Given records >>
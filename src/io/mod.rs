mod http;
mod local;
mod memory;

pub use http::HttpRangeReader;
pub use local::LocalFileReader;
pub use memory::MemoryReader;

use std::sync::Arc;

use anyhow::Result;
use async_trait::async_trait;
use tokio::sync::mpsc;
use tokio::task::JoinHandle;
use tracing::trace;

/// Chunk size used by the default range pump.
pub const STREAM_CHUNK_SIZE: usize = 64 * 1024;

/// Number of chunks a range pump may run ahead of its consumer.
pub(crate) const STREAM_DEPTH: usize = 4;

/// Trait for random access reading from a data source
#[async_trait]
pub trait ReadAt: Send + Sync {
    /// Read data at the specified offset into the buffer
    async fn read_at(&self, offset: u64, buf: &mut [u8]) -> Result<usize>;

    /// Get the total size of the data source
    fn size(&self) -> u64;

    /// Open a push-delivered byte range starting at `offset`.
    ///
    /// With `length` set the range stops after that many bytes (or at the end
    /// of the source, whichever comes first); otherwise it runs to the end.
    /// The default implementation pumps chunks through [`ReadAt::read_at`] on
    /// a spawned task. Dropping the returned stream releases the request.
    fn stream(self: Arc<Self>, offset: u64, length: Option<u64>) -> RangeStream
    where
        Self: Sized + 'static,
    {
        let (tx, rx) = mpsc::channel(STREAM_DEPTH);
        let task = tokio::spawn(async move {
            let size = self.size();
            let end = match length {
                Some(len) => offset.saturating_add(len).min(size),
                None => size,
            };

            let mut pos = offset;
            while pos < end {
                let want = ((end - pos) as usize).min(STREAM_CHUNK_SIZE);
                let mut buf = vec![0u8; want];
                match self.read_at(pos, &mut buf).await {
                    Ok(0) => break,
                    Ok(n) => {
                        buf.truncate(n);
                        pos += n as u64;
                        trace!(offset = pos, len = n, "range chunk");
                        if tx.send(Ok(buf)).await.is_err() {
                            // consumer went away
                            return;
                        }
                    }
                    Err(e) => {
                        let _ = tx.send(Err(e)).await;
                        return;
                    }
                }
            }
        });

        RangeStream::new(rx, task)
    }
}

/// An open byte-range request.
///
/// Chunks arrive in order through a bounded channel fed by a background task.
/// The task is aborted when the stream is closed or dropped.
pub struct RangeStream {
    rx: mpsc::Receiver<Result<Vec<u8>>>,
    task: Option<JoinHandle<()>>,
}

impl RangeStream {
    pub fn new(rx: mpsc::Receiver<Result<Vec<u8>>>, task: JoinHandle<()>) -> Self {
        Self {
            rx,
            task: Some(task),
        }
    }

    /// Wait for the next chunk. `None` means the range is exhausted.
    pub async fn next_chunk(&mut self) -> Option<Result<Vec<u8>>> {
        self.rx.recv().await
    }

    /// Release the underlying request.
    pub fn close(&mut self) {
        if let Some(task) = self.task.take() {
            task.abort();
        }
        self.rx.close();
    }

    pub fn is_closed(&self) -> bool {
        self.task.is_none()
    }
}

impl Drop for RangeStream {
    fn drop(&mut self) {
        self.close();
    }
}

...

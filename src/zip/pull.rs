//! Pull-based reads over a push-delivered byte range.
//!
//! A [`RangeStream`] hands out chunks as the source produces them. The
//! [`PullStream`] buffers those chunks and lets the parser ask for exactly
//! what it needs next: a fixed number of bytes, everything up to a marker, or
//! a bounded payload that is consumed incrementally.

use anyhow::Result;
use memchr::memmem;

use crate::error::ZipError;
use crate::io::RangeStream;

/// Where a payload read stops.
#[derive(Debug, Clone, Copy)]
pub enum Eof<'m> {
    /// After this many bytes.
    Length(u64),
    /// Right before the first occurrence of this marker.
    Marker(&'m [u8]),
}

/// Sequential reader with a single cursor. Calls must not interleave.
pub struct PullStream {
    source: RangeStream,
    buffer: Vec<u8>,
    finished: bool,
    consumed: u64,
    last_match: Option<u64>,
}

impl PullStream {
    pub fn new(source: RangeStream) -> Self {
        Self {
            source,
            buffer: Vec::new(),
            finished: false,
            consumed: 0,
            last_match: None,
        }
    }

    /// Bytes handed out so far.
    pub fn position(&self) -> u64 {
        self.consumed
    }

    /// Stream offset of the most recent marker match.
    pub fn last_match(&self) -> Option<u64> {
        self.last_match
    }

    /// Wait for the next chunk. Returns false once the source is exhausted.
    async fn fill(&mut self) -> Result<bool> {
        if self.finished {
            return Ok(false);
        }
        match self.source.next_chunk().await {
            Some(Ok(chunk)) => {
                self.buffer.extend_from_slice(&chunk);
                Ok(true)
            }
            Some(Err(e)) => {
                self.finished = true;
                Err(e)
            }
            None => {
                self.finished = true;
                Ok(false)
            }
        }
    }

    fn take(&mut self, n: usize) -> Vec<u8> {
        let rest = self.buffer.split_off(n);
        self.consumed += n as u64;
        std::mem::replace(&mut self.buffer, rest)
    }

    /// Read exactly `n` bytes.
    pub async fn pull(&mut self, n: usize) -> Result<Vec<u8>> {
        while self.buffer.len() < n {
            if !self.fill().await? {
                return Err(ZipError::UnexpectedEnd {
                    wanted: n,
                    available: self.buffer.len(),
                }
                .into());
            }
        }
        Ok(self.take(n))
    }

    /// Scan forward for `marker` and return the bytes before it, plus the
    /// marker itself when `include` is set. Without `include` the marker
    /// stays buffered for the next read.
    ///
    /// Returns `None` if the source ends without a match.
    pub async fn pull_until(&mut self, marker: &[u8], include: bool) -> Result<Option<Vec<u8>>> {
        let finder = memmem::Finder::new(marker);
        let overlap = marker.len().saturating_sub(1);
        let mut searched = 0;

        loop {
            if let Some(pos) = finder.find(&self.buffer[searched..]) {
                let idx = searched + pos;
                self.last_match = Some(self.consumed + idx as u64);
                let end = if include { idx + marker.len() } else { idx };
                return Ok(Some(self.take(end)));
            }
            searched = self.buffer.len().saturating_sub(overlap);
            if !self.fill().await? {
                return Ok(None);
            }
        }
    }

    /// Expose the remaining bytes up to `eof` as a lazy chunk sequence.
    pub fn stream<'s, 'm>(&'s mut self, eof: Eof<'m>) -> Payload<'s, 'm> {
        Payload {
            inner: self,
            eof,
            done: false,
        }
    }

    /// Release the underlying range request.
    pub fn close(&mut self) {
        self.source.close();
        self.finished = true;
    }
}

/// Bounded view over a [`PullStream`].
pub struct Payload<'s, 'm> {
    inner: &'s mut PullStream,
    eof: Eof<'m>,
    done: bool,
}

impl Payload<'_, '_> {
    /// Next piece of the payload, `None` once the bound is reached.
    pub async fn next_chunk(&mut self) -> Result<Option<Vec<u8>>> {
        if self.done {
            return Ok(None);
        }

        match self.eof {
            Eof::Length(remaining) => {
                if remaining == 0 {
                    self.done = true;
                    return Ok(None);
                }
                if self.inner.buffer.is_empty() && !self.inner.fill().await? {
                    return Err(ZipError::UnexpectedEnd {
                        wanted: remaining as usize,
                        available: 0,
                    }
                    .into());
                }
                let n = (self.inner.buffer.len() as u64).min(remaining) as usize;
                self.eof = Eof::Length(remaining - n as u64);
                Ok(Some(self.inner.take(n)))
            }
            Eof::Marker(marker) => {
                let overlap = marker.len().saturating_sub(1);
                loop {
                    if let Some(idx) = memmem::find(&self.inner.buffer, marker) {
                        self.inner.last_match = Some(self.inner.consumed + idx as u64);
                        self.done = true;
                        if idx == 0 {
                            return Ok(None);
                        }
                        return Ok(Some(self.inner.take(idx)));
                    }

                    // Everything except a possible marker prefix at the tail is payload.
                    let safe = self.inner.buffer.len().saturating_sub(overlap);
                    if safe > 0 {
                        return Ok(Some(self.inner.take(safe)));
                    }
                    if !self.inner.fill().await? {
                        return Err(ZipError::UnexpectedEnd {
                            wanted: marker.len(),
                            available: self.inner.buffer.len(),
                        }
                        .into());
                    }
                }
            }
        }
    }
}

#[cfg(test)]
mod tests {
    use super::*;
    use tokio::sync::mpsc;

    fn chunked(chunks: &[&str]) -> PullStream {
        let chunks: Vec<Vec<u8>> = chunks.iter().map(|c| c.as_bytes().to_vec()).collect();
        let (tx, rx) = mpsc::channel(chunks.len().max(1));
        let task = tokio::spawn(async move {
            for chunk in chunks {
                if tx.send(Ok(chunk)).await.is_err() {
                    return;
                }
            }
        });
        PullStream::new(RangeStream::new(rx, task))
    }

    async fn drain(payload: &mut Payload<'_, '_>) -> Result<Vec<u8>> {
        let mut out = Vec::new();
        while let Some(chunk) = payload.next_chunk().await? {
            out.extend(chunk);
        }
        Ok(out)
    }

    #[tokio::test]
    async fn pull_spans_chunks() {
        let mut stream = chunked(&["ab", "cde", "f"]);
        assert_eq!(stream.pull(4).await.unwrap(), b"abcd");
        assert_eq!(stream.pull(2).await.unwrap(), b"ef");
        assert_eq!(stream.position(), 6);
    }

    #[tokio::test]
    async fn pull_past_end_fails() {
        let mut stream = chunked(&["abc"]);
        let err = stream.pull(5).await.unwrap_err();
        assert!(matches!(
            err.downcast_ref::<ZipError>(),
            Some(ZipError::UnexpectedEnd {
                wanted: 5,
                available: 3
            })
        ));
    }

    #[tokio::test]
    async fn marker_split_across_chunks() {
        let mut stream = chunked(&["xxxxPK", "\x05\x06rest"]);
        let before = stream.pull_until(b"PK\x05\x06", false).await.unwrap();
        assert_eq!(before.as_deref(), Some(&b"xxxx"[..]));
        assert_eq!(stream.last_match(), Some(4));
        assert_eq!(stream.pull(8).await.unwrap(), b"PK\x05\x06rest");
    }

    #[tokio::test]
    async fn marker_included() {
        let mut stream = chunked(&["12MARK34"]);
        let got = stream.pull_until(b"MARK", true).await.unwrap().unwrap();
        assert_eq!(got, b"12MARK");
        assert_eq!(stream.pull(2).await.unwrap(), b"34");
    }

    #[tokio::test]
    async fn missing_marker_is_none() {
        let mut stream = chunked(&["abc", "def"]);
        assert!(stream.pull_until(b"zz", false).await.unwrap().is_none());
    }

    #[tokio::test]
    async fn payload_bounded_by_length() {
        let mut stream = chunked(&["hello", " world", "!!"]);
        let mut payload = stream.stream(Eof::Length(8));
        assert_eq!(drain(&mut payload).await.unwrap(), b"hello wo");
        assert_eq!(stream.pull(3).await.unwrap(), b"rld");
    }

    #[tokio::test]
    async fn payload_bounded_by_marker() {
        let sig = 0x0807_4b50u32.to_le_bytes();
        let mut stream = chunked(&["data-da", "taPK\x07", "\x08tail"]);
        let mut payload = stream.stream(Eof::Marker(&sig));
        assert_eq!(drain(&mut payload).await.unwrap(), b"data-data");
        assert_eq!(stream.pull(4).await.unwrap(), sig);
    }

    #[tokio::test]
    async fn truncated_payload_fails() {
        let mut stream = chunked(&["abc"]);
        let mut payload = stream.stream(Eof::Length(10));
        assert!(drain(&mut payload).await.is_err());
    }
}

Prompt >> Once you reach the line with "filename src/zip/pull.rs" in the data above, copy it and every line after it exactly, up to and including the line with "pub struct PullStream".

Reply to the task >>
filename src/zip/pull.rs
//! Pull-based reads over a push-delivered byte range.
//!
//! A [`RangeStream`] hands out chunks as the source produces them. The
//! [`PullStream`] buffers those chunks and lets the parser ask for exactly
//! what it needs next: a fixed number of bytes, everything up to a marker, or
//! a bounded payload that is consumed incrementally.

use anyhow::Result;
use memchr::memmem;

use crate::error::ZipError;
use crate::io::RangeStream;

/// Where a payload read stops.
#[derive(Debug, Clone, Copy)]
pub enum Eof<'m> {
    /// After this many bytes.
    Length(u64),
    /// Right before the first occurrence of this marker.
    Marker(&'m [u8]),
}

/// Sequential reader with a single cursor. Calls must not interleave.
pub struct PullStream {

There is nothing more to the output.